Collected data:
//! Testing utilities and mock implementations
//!
//! Mocks for the transport and identity seams so the connection lifecycle
//! can be exercised without a broker or an identity service.

pub mod mocks;

pub use crate::clock::ManualClock;
pub use mocks::*;
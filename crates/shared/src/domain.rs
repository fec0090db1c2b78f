use std::fmt;

use serde::{Deserialize, Serialize};
use serde_json::{Map, Value};
use uuid::Uuid;

/// Field name that carries the item identifier on sessions, models and outcomes.
pub const ID_FIELD: &str = "id";
/// Field name a model may use to name the element type rendering it.
pub const ELEMENT_FIELD: &str = "element";

macro_rules! string_newtype {
    ($name:ident) => {
        #[derive(Debug, Clone, PartialEq, Eq, PartialOrd, Ord, Hash, Serialize, Deserialize)]
        #[serde(transparent)]
        pub struct $name(pub String);

        impl $name {
            pub fn new(value: impl Into<String>) -> Self {
                Self(value.into())
            }

            pub fn as_str(&self) -> &str {
                &self.0
            }
        }

        impl fmt::Display for $name {
            fn fmt(&self, f: &mut fmt::Formatter<'_>) -> fmt::Result {
                f.write_str(&self.0)
            }
        }

        impl From<&str> for $name {
            fn from(value: &str) -> Self {
                Self(value.to_string())
            }
        }

        impl From<String> for $name {
            fn from(value: String) -> Self {
                Self(value)
            }
        }
    };
}

string_newtype!(ItemId);
string_newtype!(ItemType);

/// Identity of one live item instance. Two handles for the same item id are
/// the same item only if their handle ids match.
#[derive(Debug, Clone, Copy, PartialEq, Eq, Hash, Serialize, Deserialize)]
pub struct HandleId(pub Uuid);

impl HandleId {
    pub fn fresh() -> Self {
        Self(Uuid::new_v4())
    }
}

impl fmt::Display for HandleId {
    fn fmt(&self, f: &mut fmt::Formatter<'_>) -> fmt::Result {
        self.0.fmt(f)
    }
}

/// Caller-owned mutable state of one item.
#[derive(Debug, Clone, PartialEq, Serialize, Deserialize)]
pub struct Session {
    pub id: ItemId,
    #[serde(flatten)]
    pub fields: Map<String, Value>,
}

impl Session {
    pub fn new(id: impl Into<ItemId>) -> Self {
        Self {
            id: id.into(),
            fields: Map::new(),
        }
    }

    pub fn with_field(mut self, name: impl Into<String>, value: Value) -> Self {
        let name = name.into();
        if name != ID_FIELD {
            self.fields.insert(name, value);
        }
        self
    }

    pub fn get(&self, name: &str) -> Option<&Value> {
        self.fields.get(name)
    }
}

/// Controller-produced data for one item, valid for one refresh cycle.
#[derive(Debug, Clone, PartialEq, Serialize, Deserialize)]
pub struct Model {
    pub id: ItemId,
    #[serde(default, skip_serializing_if = "Option::is_none")]
    pub element: Option<ItemType>,
    #[serde(flatten)]
    pub fields: Map<String, Value>,
}

impl Model {
    pub fn new(id: impl Into<ItemId>) -> Self {
        Self {
            id: id.into(),
            element: None,
            fields: Map::new(),
        }
    }

    pub fn for_element(id: impl Into<ItemId>, element: impl Into<ItemType>) -> Self {
        Self {
            id: id.into(),
            element: Some(element.into()),
            fields: Map::new(),
        }
    }

    pub fn with_field(mut self, name: impl Into<String>, value: Value) -> Self {
        let name = name.into();
        if name != ID_FIELD && name != ELEMENT_FIELD {
            self.fields.insert(name, value);
        }
        self
    }
}

/// Controller-computed result for one item.
#[derive(Debug, Clone, PartialEq, Serialize, Deserialize)]
pub struct Outcome {
    pub id: ItemId,
    #[serde(flatten)]
    pub fields: Map<String, Value>,
}

/// Opaque configuration passed through to the controller and to items.
#[derive(Debug, Clone, PartialEq, Default, Serialize, Deserialize)]
#[serde(transparent)]
pub struct Environment(pub Value);

impl Environment {
    pub fn new(value: Value) -> Self {
        Self(value)
    }
}

#[derive(Debug, Clone, PartialEq, Eq, Serialize, Deserialize)]
pub struct StatusEntry {
    pub id: ItemId,
    #[serde(default, skip_serializing_if = "Option::is_none")]
    pub complete: Option<bool>,
}

impl StatusEntry {
    pub fn untracked(id: ItemId) -> Self {
        Self { id, complete: None }
    }
}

### Task item
Line by line, reproduce the data above exactly.

### Result of the task
//! Testing utilities and mock implementations
//!
//! Mocks for the transport and identity seams so the connection lifecycle
//! can be exercised without a broker or an identity service.

pub mod mocks;

pub use crate::clock::ManualClock;
pub use mocks::*;
filename crates/shared/src/domain.rs
repository fec0090db1c2b78f
use std::fmt;

use serde::{Deserialize, Serialize};
use serde_json::{Map, Value};
use uuid::Uuid;

/// Field name that carries the item identifier on sessions, models and outcomes.
pub const ID_FIELD: &str = "id";
/// Field name a model may use to name the element type rendering it.
pub const ELEMENT_FIELD: &str = "element";

macro_rules! string_newtype {
    ($name:ident) => {
        #[derive(Debug, Clone, PartialEq, Eq, PartialOrd, Ord, Hash, Serialize, Deserialize)]
        #[serde(transparent)]
        pub struct $name(pub String);

        impl $name {
            pub fn new(value: impl Into<String>) -> Self {
                Self(value.into())
            }

            pub fn as_str(&self) -> &str {
                &self.0
            }
        }

        impl fmt::Display for $name {
            fn fmt(&self, f: &mut fmt::Formatter<'_>) -> fmt::Result {
                f.write_str(&self.0)
            }
        }

        impl From<&str> for $name {
            fn from(value: &str) -> Self {
                Self(value.to_string())
            }
        }

        impl From<String> for $name {
            fn from(value: String) -> Self {
                Self(value)
            }
        }
    };
}

string_newtype!(ItemId);
string_newtype!(ItemType);

/// Identity of one live item instance. Two handles for the same item id are
/// the same item only if their handle ids match.
#[derive(Debug, Clone, Copy, PartialEq, Eq, Hash, Serialize, Deserialize)]
pub struct HandleId(pub Uuid);

impl HandleId {
    pub fn fresh() -> Self {
        Self(Uuid::new_v4())
    }
}

impl fmt::Display for HandleId {
    fn fmt(&self, f: &mut fmt::Formatter<'_>) -> fmt::Result {
        self.0.fmt(f)
    }
}

/// Caller-owned mutable state of one item.
#[derive(Debug, Clone, PartialEq, Serialize, Deserialize)]
pub struct Session {
    pub id: ItemId,
    #[serde(flatten)]
    pub fields: Map<String, Value>,
}

impl Session {
    pub fn new(id: impl Into<ItemId>) -> Self {
        Self {
            id: id.into(),
            fields: Map::new(),
        }
    }

    pub fn with_field(mut self, name: impl Into<String>, value: Value) -> Self {
        let name = name.into();
        if name != ID_FIELD {
            self.fields.insert(name, value);
        }
        self
    }

    pub fn get(&self, name: &str) -> Option<&Value> {
        self.fields.get(name)
    }
}

/// Controller-produced data for one item, valid for one refresh cycle.
#[derive(Debug, Clone, PartialEq, Serialize, Deserialize)]
pub struct Model {
    pub id: ItemId,
    #[serde(default, skip_serializing_if = "Option::is_none")]
    pub element: Option<ItemType>,
    #[serde(flatten)]
    pub fields: Map<String, Value>,
}

impl Model {
    pub fn new(id: impl Into<ItemId>) -> Self {
        Self {
            id: id.into(),
            element: None,
            fields: Map::new(),
        }
    }

    pub fn for_element(id: impl Into<ItemId>, element: impl Into<ItemType>) -> Self {
        Self {
            id: id.into(),
            element: Some(element.into()),
            fields: Map::new(),
        }
    }

    pub fn with_field(mut self, name: impl Into<String>, value: Value) -> Self {
        let name = name.into();
        if name != ID_FIELD && name != ELEMENT_FIELD {
            self.fields.insert(name, value);
        }
        self
    }
}

/// Controller-computed result for one item.
#[derive(Debug, Clone, PartialEq, Serialize, Deserialize)]
pub struct Outcome {
    pub id: ItemId,
    #[serde(flatten)]
    pub fields: Map<String, Value>,
}

/// Opaque configuration passed through to the controller and to items.
#[derive(Debug, Clone, PartialEq, Default, Serialize, Deserialize)]
#[serde(transparent)]
pub struct Environment(pub Value);

impl Environment {
    pub fn new(value: Value) -> Self {
        Self(value)
    }
}

#[derive(Debug, Clone, PartialEq, Eq, Serialize, Deserialize)]
pub struct StatusEntry {
    pub id: ItemId,
    #[serde(default, skip_serializing_if = "Option::is_none")]
    pub complete: Option<bool>,
}

impl StatusEntry {
    pub fn untracked(id: ItemId) -> Self {
        Self { id, complete: None }
    }
}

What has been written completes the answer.